▸ Work order:
In full and unchanged, output the entries that follow.

▸ Saved data entries:
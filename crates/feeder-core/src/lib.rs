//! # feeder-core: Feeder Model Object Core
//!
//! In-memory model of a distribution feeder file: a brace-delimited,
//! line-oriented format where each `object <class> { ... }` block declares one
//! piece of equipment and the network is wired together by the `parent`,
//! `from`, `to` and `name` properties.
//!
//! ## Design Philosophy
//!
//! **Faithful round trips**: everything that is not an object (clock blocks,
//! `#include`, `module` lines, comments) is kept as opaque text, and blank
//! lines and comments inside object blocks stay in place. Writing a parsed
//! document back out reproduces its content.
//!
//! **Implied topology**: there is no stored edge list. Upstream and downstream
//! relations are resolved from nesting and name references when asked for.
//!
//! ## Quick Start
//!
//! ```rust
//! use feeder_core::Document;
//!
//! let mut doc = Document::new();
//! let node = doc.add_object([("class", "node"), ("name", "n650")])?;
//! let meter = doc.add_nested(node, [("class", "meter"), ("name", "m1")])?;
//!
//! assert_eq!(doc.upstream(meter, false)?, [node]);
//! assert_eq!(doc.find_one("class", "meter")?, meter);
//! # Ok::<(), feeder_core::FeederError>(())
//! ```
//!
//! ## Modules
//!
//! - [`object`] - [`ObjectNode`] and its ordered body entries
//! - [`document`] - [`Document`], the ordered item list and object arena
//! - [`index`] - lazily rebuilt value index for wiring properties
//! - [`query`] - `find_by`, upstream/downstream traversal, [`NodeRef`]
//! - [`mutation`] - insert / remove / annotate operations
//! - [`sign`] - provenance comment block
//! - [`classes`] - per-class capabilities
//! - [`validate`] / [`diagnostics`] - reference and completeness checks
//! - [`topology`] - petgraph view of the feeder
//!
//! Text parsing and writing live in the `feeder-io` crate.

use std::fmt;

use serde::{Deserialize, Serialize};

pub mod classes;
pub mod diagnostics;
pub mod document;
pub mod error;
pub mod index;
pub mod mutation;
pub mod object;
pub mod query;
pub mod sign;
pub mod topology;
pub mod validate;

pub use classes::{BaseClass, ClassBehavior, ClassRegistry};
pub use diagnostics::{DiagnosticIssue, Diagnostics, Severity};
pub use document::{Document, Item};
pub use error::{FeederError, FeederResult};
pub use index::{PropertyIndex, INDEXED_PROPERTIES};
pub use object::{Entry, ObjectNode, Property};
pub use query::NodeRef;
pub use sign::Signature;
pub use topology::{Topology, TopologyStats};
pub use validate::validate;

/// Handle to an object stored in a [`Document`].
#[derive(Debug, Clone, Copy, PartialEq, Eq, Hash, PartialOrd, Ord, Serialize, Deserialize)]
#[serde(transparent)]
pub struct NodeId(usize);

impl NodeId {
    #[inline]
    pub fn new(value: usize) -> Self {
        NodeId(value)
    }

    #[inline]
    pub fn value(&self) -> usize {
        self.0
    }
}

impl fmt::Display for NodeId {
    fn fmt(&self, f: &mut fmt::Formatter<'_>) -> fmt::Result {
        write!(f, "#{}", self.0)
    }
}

▸ Result:
filename crates/feeder-core/src/lib.rs
//! # feeder-core: Feeder Model Object Core
//!
//! In-memory model of a distribution feeder file: a brace-delimited,
//! line-oriented format where each `object <class> { ... }` block declares one
//! piece of equipment and the network is wired together by the `parent`,
//! `from`, `to` and `name` properties.
//!
//! ## Design Philosophy
//!
//! **Faithful round trips**: everything that is not an object (clock blocks,
//! `#include`, `module` lines, comments) is kept as opaque text, and blank
//! lines and comments inside object blocks stay in place. Writing a parsed
//! document back out reproduces its content.
//!
//! **Implied topology**: there is no stored edge list. Upstream and downstream
//! relations are resolved from nesting and name references when asked for.
//!
//! ## Quick Start
//!
//! ```rust
//! use feeder_core::Document;
//!
//! let mut doc = Document::new();
//! let node = doc.add_object([("class", "node"), ("name", "n650")])?;
//! let meter = doc.add_nested(node, [("class", "meter"), ("name", "m1")])?;
//!
//! assert_eq!(doc.upstream(meter, false)?, [node]);
//! assert_eq!(doc.find_one("class", "meter")?, meter);
//! # Ok::<(), feeder_core::FeederError>(())
//! ```
//!
//! ## Modules
//!
//! - [`object`] - [`ObjectNode`] and its ordered body entries
//! - [`document`] - [`Document`], the ordered item list and object arena
//! - [`index`] - lazily rebuilt value index for wiring properties
//! - [`query`] - `find_by`, upstream/downstream traversal, [`NodeRef`]
//! - [`mutation`] - insert / remove / annotate operations
//! - [`sign`] - provenance comment block
//! - [`classes`] - per-class capabilities
//! - [`validate`] / [`diagnostics`] - reference and completeness checks
//! - [`topology`] - petgraph view of the feeder
//!
//! Text parsing and writing live in the `feeder-io` crate.

use std::fmt;

use serde::{Deserialize, Serialize};

pub mod classes;
pub mod diagnostics;
pub mod document;
pub mod error;
pub mod index;
pub mod mutation;
pub mod object;
pub mod query;
pub mod sign;
pub mod topology;
pub mod validate;

pub use classes::{BaseClass, ClassBehavior, ClassRegistry};
pub use diagnostics::{DiagnosticIssue, Diagnostics, Severity};
pub use document::{Document, Item};
pub use error::{FeederError, FeederResult};
pub use index::{PropertyIndex, INDEXED_PROPERTIES};
pub use object::{Entry, ObjectNode, Property};
pub use query::NodeRef;
pub use sign::Signature;
pub use topology::{Topology, TopologyStats};
pub use validate::validate;

/// Handle to an object stored in a [`Document`].
#[derive(Debug, Clone, Copy, PartialEq, Eq, Hash, PartialOrd, Ord, Serialize, Deserialize)]
#[serde(transparent)]
pub struct NodeId(usize);

impl NodeId {
    #[inline]
    pub fn new(value: usize) -> Self {
        NodeId(value)
    }

    #[inline]
    pub fn value(&self) -> usize {
        self.0
    }
}

impl fmt::Display for NodeId {
    fn fmt(&self, f: &mut fmt::Formatter<'_>) -> fmt::Result {
        write!(f, "#{}", self.0)
    }
}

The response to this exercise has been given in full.